一群调皮的青少年恨他的荒诞行径,窥视他夜归时,分五六人埋伏在路旁树上,约相隔一里。等到越巫经过树下时,将沙石丢下打他。他以为真鬼来了,就吹起海螺,一边吹一边逃离。由于心中太害怕,头脑也发胀,慌乱到行走时不知脚在何处。稍稍走了一段路,惊骇之心有些平静,树间的沙石又像起初一样纷纷拋下。越巫又吹起海螺,渐渐地吹不成音,且逃跑得比前次更快。再向前走了一段,又出现先前那样的情况。他的手发抖了,惊慌得吹不成海螺,并将海螺滑落到地上;他只得摇铃,一会,铃也吓掉了,只得大叫大嚷地逃走。在逃跑的时候,听到自己的脚步声以及风吹树叶的沙沙声和山谷间的回响,也都认为是鬼在作怪。于是大声哀号着向人们求救,非常哀苦。
半夜里,终于到了家,大哭着敲门。他妻子问原因,越巫舌头缩了进去不能回答,只指着床道:“快扶我睡吧,我遇到鬼,现在要死了。”扶到床上,越巫已经吓破了胆,死了,皮肤颜色发青。越巫直到死还不知他遇到的并不是真正的鬼。

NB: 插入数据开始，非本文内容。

//! Filesystem content source.
//!
//! Provides [`FsSource`] for reading content from a local directory.

use std::fs;
use std::path::{Component, Path, PathBuf};
use std::time::UNIX_EPOCH;

use crate::locator::Locator;
use crate::source::{ContentSource, SourceError, SourceErrorKind};

/// Backend identifier for error messages.
const BACKEND: &str = "Fs";

/// Filesystem content source.
///
/// Locators are paths relative to the root directory. Rooted locators
/// (`/shared/nav.xml`) are taken relative to the same root, so content can
/// never be read from outside it.
///
/// # Example
///
/// ```ignore
/// use std::path::PathBuf;
/// use weave_source::{ContentSource, FsSource, Locator};
///
/// let source = FsSource::new(PathBuf::from("content"));
/// let bytes = source.read(&Locator::new("pages/index.xml"))?;
/// ```
#[derive(Debug, Clone)]
pub struct FsSource {
    /// Root directory for content.
    root: PathBuf,
}

impl FsSource {
    /// Create a source rooted at `root`.
    #[must_use]
    pub fn new(root: PathBuf) -> Self {
        Self { root }
    }

    /// Root directory.
    #[must_use]
    pub fn root(&self) -> &Path {
        &self.root
    }

    /// Map a locator to a file path under the root.
    ///
    /// Rejects remote locators and paths containing parent directory
    /// components (`..`), which could otherwise escape the root.
    fn file_path(&self, locator: &Locator) -> Result<PathBuf, SourceError> {
        if locator.is_remote() {
            return Err(SourceError::new(SourceErrorKind::Unsupported)
                .with_locator(locator)
                .with_backend(BACKEND));
        }

        let relative = Path::new(locator.as_str().trim_start_matches('/'));
        let escapes = relative
            .components()
            .any(|c| !matches!(c, Component::Normal(_) | Component::CurDir));
        if escapes || relative.as_os_str().is_empty() {
            return Err(SourceError::new(SourceErrorKind::InvalidLocator)
                .with_locator(locator)
                .with_backend(BACKEND));
        }

        Ok(self.root.join(relative))
    }
}

impl ContentSource for FsSource {
    fn read(&self, locator: &Locator) -> Result<Vec<u8>, SourceError> {
        let path = self.file_path(locator)?;
        tracing::debug!(locator = %locator, path = %path.display(), "Reading content");
        fs::read(&path).map_err(|e| SourceError::io(e, locator).with_backend(BACKEND))
    }

    fn mtime(&self, locator: &Locator) -> Result<f64, SourceError> {
        let path = self.file_path(locator)?;
        let metadata =
            fs::metadata(&path).map_err(|e| SourceError::io(e, locator).with_backend(BACKEND))?;
        let modified = metadata
            .modified()
            .map_err(|e| SourceError::io(e, locator).with_backend(BACKEND))?;
        Ok(modified
            .duration_since(UNIX_EPOCH)
            .map_or(0.0, |d| d.as_secs_f64()))
    }

    fn id(&self) -> String {
        format!("fs:{}", self.root.display())
    }
}

#[cfg(test)]
mod tests {
    use pretty_assertions::assert_eq;
    use weave_dom::{Dom, to_xml};

    use super::*;
    use crate::TextEncoding;

    fn assert_send_sync<T: Send + Sync>() {}

    #[test]
    fn test_fs_source_is_send_sync() {
        assert_send_sync::<FsSource>();
    }

    fn create_test_dir() -> tempfile::TempDir {
        tempfile::tempdir().unwrap()
    }

    #[test]
    fn test_id_names_root() {
        let a = FsSource::new(PathBuf::from("/srv/a"));
        let b = FsSource::new(PathBuf::from("/srv/b"));

        assert_eq!(a.id(), "fs:/srv/a");
        assert_ne!(a.id(), b.id());
    }

    #[test]
    fn test_read_nested_file() {
        let temp_dir = create_test_dir();
        let pages = temp_dir.path().join("pages");
        fs::create_dir(&pages).unwrap();
        fs::write(pages.join("nav.xml"), "<nav/>").unwrap();

        let source = FsSource::new(temp_dir.path().to_path_buf());
        let bytes = source.read(&Locator::new("pages/nav.xml")).unwrap();

        assert_eq!(bytes, b"<nav/>");
    }

    #[test]
    fn test_rooted_locator_stays_under_root() {
        let temp_dir = create_test_dir();
        fs::write(temp_dir.path().join("nav.xml"), "<nav/>").unwrap();

        let source = FsSource::new(temp_dir.path().to_path_buf());

        assert_eq!(source.read(&Locator::new("/nav.xml")).unwrap(), b"<nav/>");
    }

    #[test]
    fn test_read_missing_file() {
        let temp_dir = create_test_dir();

        let source = FsSource::new(temp_dir.path().to_path_buf());
        let err = source.read(&Locator::new("missing.xml")).unwrap_err();

        assert_eq!(err.kind, SourceErrorKind::NotFound);
        assert_eq!(err.backend, Some("Fs"));
        assert!(err.is_not_found());
    }

    #[test]
    fn test_parent_traversal_rejected() {
        let temp_dir = create_test_dir();

        let source = FsSource::new(temp_dir.path().join("content"));
        let err = source.read(&Locator::new("../secret.xml")).unwrap_err();

        assert_eq!(err.kind, SourceErrorKind::InvalidLocator);
    }

    #[test]
    fn test_remote_locator_unsupported() {
        let temp_dir = create_test_dir();

        let source = FsSource::new(temp_dir.path().to_path_buf());
        let err = source
            .read(&Locator::new("https://example.com/a.xml"))
            .unwrap_err();

        assert_eq!(err.kind, SourceErrorKind::Unsupported);
    }

    #[test]
    fn test_mtime_existing_file() {
        let temp_dir = create_test_dir();
        fs::write(temp_dir.path().join("a.xml"), "<a/>").unwrap();

        let source = FsSource::new(temp_dir.path().to_path_buf());
        let mtime = source.mtime(&Locator::new("a.xml")).unwrap();

        assert!(mtime > 0.0);
    }

    #[test]
    fn test_mtime_missing_file() {
        let temp_dir = create_test_dir();

        let source = FsSource::new(temp_dir.path().to_path_buf());
        let err = source.mtime(&Locator::new("missing.xml")).unwrap_err();

        assert_eq!(err.kind, SourceErrorKind::NotFound);
    }

    #[test]
    fn test_fetch_structured_from_disk() {
        let temp_dir = create_test_dir();
        fs::write(temp_dir.path().join("page.xml"), "<page>Hi</page>").unwrap();

        let source = FsSource::new(temp_dir.path().to_path_buf());
        let mut dom = Dom::new();
        let fetched = source
            .fetch_structured(&Locator::new("page.xml"), &mut dom)
            .unwrap();

        assert_eq!(to_xml(&dom, fetched.document), "<page>Hi</page>");
    }

    #[test]
    fn test_fetch_text_ascii_from_disk() {
        let temp_dir = create_test_dir();
        fs::write(temp_dir.path().join("notes.txt"), "plain <text>").unwrap();

        let source = FsSource::new(temp_dir.path().to_path_buf());
        let text = source
            .fetch_text(&Locator::new("notes.txt"), TextEncoding::Ascii)
            .unwrap();

        assert_eq!(text, "plain <text>");
    }
}
//! Markup parser producing [`Dom`] documents.

use std::borrow::Cow;

use quick_xml::events::{BytesStart, Event};
use quick_xml::reader::Reader;

use crate::dom::{Dom, NodeId};
use crate::entities::decode_entity;
use crate::error::DomError;

/// Parse `source` into a new document owned by `dom`.
///
/// The document may hold several top-level elements, which is how partial
/// templates are usually authored. Whitespace between top-level nodes is
/// dropped; everything else (text, comments, CDATA) is kept.
///
/// # Errors
///
/// Returns [`DomError`] on malformed markup or unbalanced tags.
pub fn parse_document(
    dom: &mut Dom,
    uri: impl Into<String>,
    source: &str,
) -> Result<NodeId, DomError> {
    let document = dom.create_document(uri);

    let mut reader = Reader::from_str(source);
    reader.config_mut().trim_text(false);

    let mut open = vec![document];

    loop {
        let current = open.last().copied().unwrap_or(document);
        match reader.read_event()? {
            Event::Start(e) => {
                let element = create_element(dom, &reader, document, &e)?;
                dom.append(current, element);
                open.push(element);
            }
            Event::Empty(e) => {
                let element = create_element(dom, &reader, document, &e)?;
                dom.append(current, element);
            }
            Event::End(e) => {
                if open.len() == 1 {
                    let name = decode_name(&reader, e.name().as_ref());
                    return Err(DomError::UnexpectedEnd(name));
                }
                open.pop();
            }
            Event::Text(e) => {
                let text = reader.decoder().decode(&e)?;
                push_text(dom, current, document, &text);
            }
            Event::GeneralRef(e) => {
                let entity = reader.decoder().decode(&e)?;
                dom.append_text(current, &decode_entity(&entity));
            }
            Event::CData(e) => {
                let text = String::from_utf8_lossy(&e);
                dom.append_text(current, &text);
            }
            Event::Comment(e) => {
                let text = reader.decoder().decode(&e)?;
                let comment = dom.create_comment(document, text.into_owned());
                dom.append(current, comment);
            }
            Event::Eof => break,
            Event::Decl(_) | Event::PI(_) | Event::DocType(_) => {}
        }
    }

    if let Some(&unclosed) = open.last()
        && unclosed != document
    {
        let name = dom.name(unclosed).unwrap_or_default().to_owned();
        return Err(DomError::Unclosed(name));
    }

    Ok(document)
}

/// Top-level whitespace is formatting, not content.
fn push_text(dom: &mut Dom, parent: NodeId, document: NodeId, text: &str) {
    if parent == document && text.trim().is_empty() {
        return;
    }
    dom.append_text(parent, text);
}

fn create_element(
    dom: &mut Dom,
    reader: &Reader<&[u8]>,
    document: NodeId,
    e: &BytesStart,
) -> Result<NodeId, DomError> {
    let element = dom.create_element(document, decode_name(reader, e.name().as_ref()));
    for attr in e.attributes() {
        let attr = attr?;
        let key = decode_name(reader, attr.key.as_ref());
        let value = attr
            .unescape_value()
            .map_or_else(|_| String::from_utf8_lossy(&attr.value).into_owned(), Cow::into_owned);
        dom.set_attribute(element, &key, value);
    }
    Ok(element)
}

fn decode_name(reader: &Reader<&[u8]>, name: &[u8]) -> String {
    reader.decoder().decode(name).map_or_else(
        |_| String::from_utf8_lossy(name).into_owned(),
        Cow::into_owned,
    )
}

#[cfg(test)]
mod tests {
    use pretty_assertions::assert_eq;

    use super::*;
    use crate::{NodeKind, to_xml};

    fn parse(source: &str) -> (Dom, NodeId) {
        let mut dom = Dom::new();
        let doc = parse_document(&mut dom, "test.xml", source).unwrap();
        (dom, doc)
    }

    #[test]
    fn test_parse_simple_element() {
        let (dom, doc) = parse("<p>Hello</p>");
        let p = dom.document_element(doc).unwrap();
        assert_eq!(dom.name(p), Some("p"));
        assert_eq!(dom.text_content(p), "Hello");
    }

    #[test]
    fn test_parse_nested_elements() {
        let (dom, doc) = parse("<p><strong>Bold</strong> text</p>");
        let p = dom.document_element(doc).unwrap();
        assert_eq!(dom.children(p).len(), 2);
        let strong = dom.children(p)[0];
        assert_eq!(dom.name(strong), Some("strong"));
        assert_eq!(dom.text(dom.children(p)[1]), Some(" text"));
    }

    #[test]
    fn test_parse_attributes_unescaped() {
        let (dom, doc) = parse(r#"<include href="a&amp;b.xml" xpath="/x"/>"#);
        let el = dom.document_element(doc).unwrap();
        assert_eq!(dom.attribute(el, "href"), Some("a&b.xml"));
        assert_eq!(dom.attribute(el, "xpath"), Some("/x"));
    }

    #[test]
    fn test_parse_multiple_top_level_elements() {
        let (dom, doc) = parse("<frag/>\n<other>X</other>\n");
        let names: Vec<_> = dom
            .children(doc)
            .iter()
            .filter_map(|&c| dom.name(c))
            .collect();
        assert_eq!(names, vec!["frag", "other"]);
        assert_eq!(dom.children(doc).len(), 2);
    }

    #[test]
    fn test_parse_entities_merge_into_text() {
        let (dom, doc) = parse("<p>a &lt; b&nbsp;c</p>");
        let p = dom.document_element(doc).unwrap();
        assert_eq!(dom.children(p).len(), 1);
        assert_eq!(dom.text_content(p), "a < b\u{00a0}c");
    }

    #[test]
    fn test_parse_cdata_and_comment() {
        let (dom, doc) = parse("<p><![CDATA[<raw>]]><!-- note --></p>");
        let p = dom.document_element(doc).unwrap();
        assert_eq!(dom.text_content(p), "<raw>");
        assert_eq!(dom.kind(dom.children(p)[1]), &NodeKind::Comment(" note ".to_owned()));
    }

    #[test]
    fn test_parse_skips_declaration() {
        let (dom, doc) = parse("<?xml version=\"1.0\"?>\n<root/>");
        assert_eq!(to_xml(&dom, doc), "<root/>");
    }

    #[test]
    fn test_parse_unclosed_element_fails() {
        let mut dom = Dom::new();
        let result = parse_document(&mut dom, "bad.xml", "<root><child>");
        assert!(result.is_err());
    }

    #[test]
    fn test_parse_mismatched_end_fails() {
        let mut dom = Dom::new();
        let result = parse_document(&mut dom, "bad.xml", "<root></other>");
        assert!(result.is_err());
    }
}
//! CLI error types.

use weave_config::ConfigError;

/// CLI error type.
#[derive(Debug, thiserror::Error)]
pub(crate) enum CliError {
    #[error("{0}")]
    Config(#[from] ConfigError),

    #[error("{0}")]
    Io(#[from] std::io::Error),

    #[error("{0}")]
    Validation(String),
}
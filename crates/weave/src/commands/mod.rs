//! CLI command implementations.

mod check;
mod resolve;

use std::path::PathBuf;
use std::sync::Arc;

use clap::Args;
use weave_cache::{Cache, FileCache, NullCache};
use weave_config::{CliSettings, Config, IncludeConfig};
use weave_include::{CachedLoader, InclusionResolver, ResolverOptions, TagNames};
use weave_source::{ContentSource, FsSource, Locator};

use crate::error::CliError;
use crate::output::Output;

pub(crate) use check::CheckArgs;
pub(crate) use resolve::ResolveArgs;

/// Application version from Cargo.toml.
const VERSION: &str = env!("CARGO_PKG_VERSION");

/// Arguments shared by every command that resolves documents.
#[derive(Args)]
pub(crate) struct LoadArgs {
    /// Locators of the documents to resolve, relative to the source directory.
    #[arg(required = true)]
    locators: Vec<String>,

    /// Path to configuration file (default: auto-discover weave.toml).
    #[arg(short, long)]
    config: Option<PathBuf>,

    /// Content source directory (overrides config).
    #[arg(short, long, env = "WEAVE_SOURCE_DIR")]
    source_dir: Option<PathBuf>,

    /// Leave markers for failed directives instead of removing them.
    #[arg(long)]
    diagnostics: bool,

    /// Maximum include nesting (overrides config).
    #[arg(long)]
    max_depth: Option<usize>,

    /// Disable the cross-run cache.
    #[arg(long)]
    no_cache: bool,
}

impl LoadArgs {
    fn cli_settings(&self) -> CliSettings {
        CliSettings {
            source_dir: self.source_dir.clone(),
            cache_enabled: self.no_cache.then_some(false),
            diagnostics: self.diagnostics.then_some(true),
            max_depth: self.max_depth,
        }
    }

    fn locators(&self) -> Vec<Locator> {
        self.locators.iter().map(Locator::new).collect()
    }

    /// Load configuration and build a loader over the configured source.
    fn loader(&self, output: &Output) -> Result<CachedLoader, CliError> {
        let config = Config::load(self.config.as_deref(), Some(&self.cli_settings()))?;
        let project = &config.project;

        if !project.root_dir.is_dir() {
            return Err(CliError::Validation(format!(
                "Source directory not found: {}",
                project.root_dir.display()
            )));
        }
        output.info(&format!("Source: {}", project.root_dir.display()));

        let source: Arc<dyn ContentSource> = Arc::new(FsSource::new(project.root_dir.clone()));
        let resolver = InclusionResolver::new(source, resolver_options(&config.include));
        let cache: Box<dyn Cache> = if project.cache_enabled {
            Box::new(FileCache::new(project.cache_dir(), VERSION))
        } else {
            Box::new(NullCache)
        };

        Ok(CachedLoader::new(resolver, cache.as_ref()))
    }
}

fn resolver_options(include: &IncludeConfig) -> ResolverOptions {
    ResolverOptions {
        max_depth: include.max_depth,
        diagnostics: include.diagnostics,
        tags: TagNames {
            directive: include.directive.clone(),
            fallback: include.fallback.clone(),
            escape: include.escape.clone(),
            marker: include.marker.clone(),
        },
    }
}

#[cfg(test)]
mod tests {
    use pretty_assertions::assert_eq;

    use super::*;

    #[test]
    fn test_default_include_config_matches_resolver_defaults() {
        assert_eq!(
            resolver_options(&IncludeConfig::default()),
            ResolverOptions::default()
        );
    }

    #[test]
    fn test_cli_settings_only_override_given_flags() {
        let args = LoadArgs {
            locators: vec!["index.xml".to_owned()],
            config: None,
            source_dir: None,
            diagnostics: false,
            max_depth: Some(3),
            no_cache: true,
        };

        let settings = args.cli_settings();

        assert_eq!(settings.source_dir, None);
        assert_eq!(settings.diagnostics, None);
        assert_eq!(settings.cache_enabled, Some(false));
        assert_eq!(settings.max_depth, Some(3));
        assert_eq!(args.locators(), vec![Locator::new("index.xml")]);
    }
}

这是一篇批判迷信的文章,可是,荒诞的思想、言行不单表现在迷信活动中,而且常常表现在社会生活、个人生活的许多方面,例如,沉湎于某些错误的理论学说,陷入某种片面的思想逻辑,热中于不健康的癖好等等,都是不同程度的迷惑,都有一个“久而不自知其非”的过程。这篇文章可以使人得到教益,对警世振俗具有积极的意义。
作为一篇寓言,这篇文章文字非常精炼。全文仅四百来字,却生动地描写了巫人如何自信、如何作法,调皮少年怎样作弄,这个巫人又怎样惊恐万状,以至胆破而死的经过,曲曲折折,故事性强。由于旨在讽刺,作者描写巫人的狂妄,少年人的行动,巫人的慌张,用的都是漫画化的喜剧性情节;一个愚狂世的巫人最后死在小小的沙石上,这种强烈的形象对比,本身就有浓郁的讽刺意味,包含着深刻的幽默感,所以读来令人忍俊不禁,使人感受到夸张与幽默相结合的风格特征。在描述故事方面,此文的特点是:十分重视表现人物的动作性,事物的可见性,描写一种思想的迷惘,是很容易流于抽象说理的;文字一旦变成抽象的分析说理,就失去具体、感性的光彩。这篇文章不同,它除了极个别地方的交代、概括以外,全都是人物行为的动态描写。例如,为了显现巫人的“自诡”,文章着重写他立坛场、吹角摇铃、跳掷叫呼、跳胡旋舞等一连串行动;为了显示少年人对巫人欺妄行为的憎恶、愤恨和嘲笑,作者写他们夜间的窥伺,栖身树上的动作,每隔一段路撒一阵沙土的行为,巫人受到惊吓后,作者几乎没有一句话去写他抽象的思想、内心活动,而全是写他如何吹螺、摇铃,怎样坠落家伙,怎样号叫啼哭。连他的死,也仅“扶至床”“肤色如蓝”二句,仍然全是行动和可见性的图像。所以全文只是一个个活动的镜头连续地显现在读者面前,这就增强了故事的生动性。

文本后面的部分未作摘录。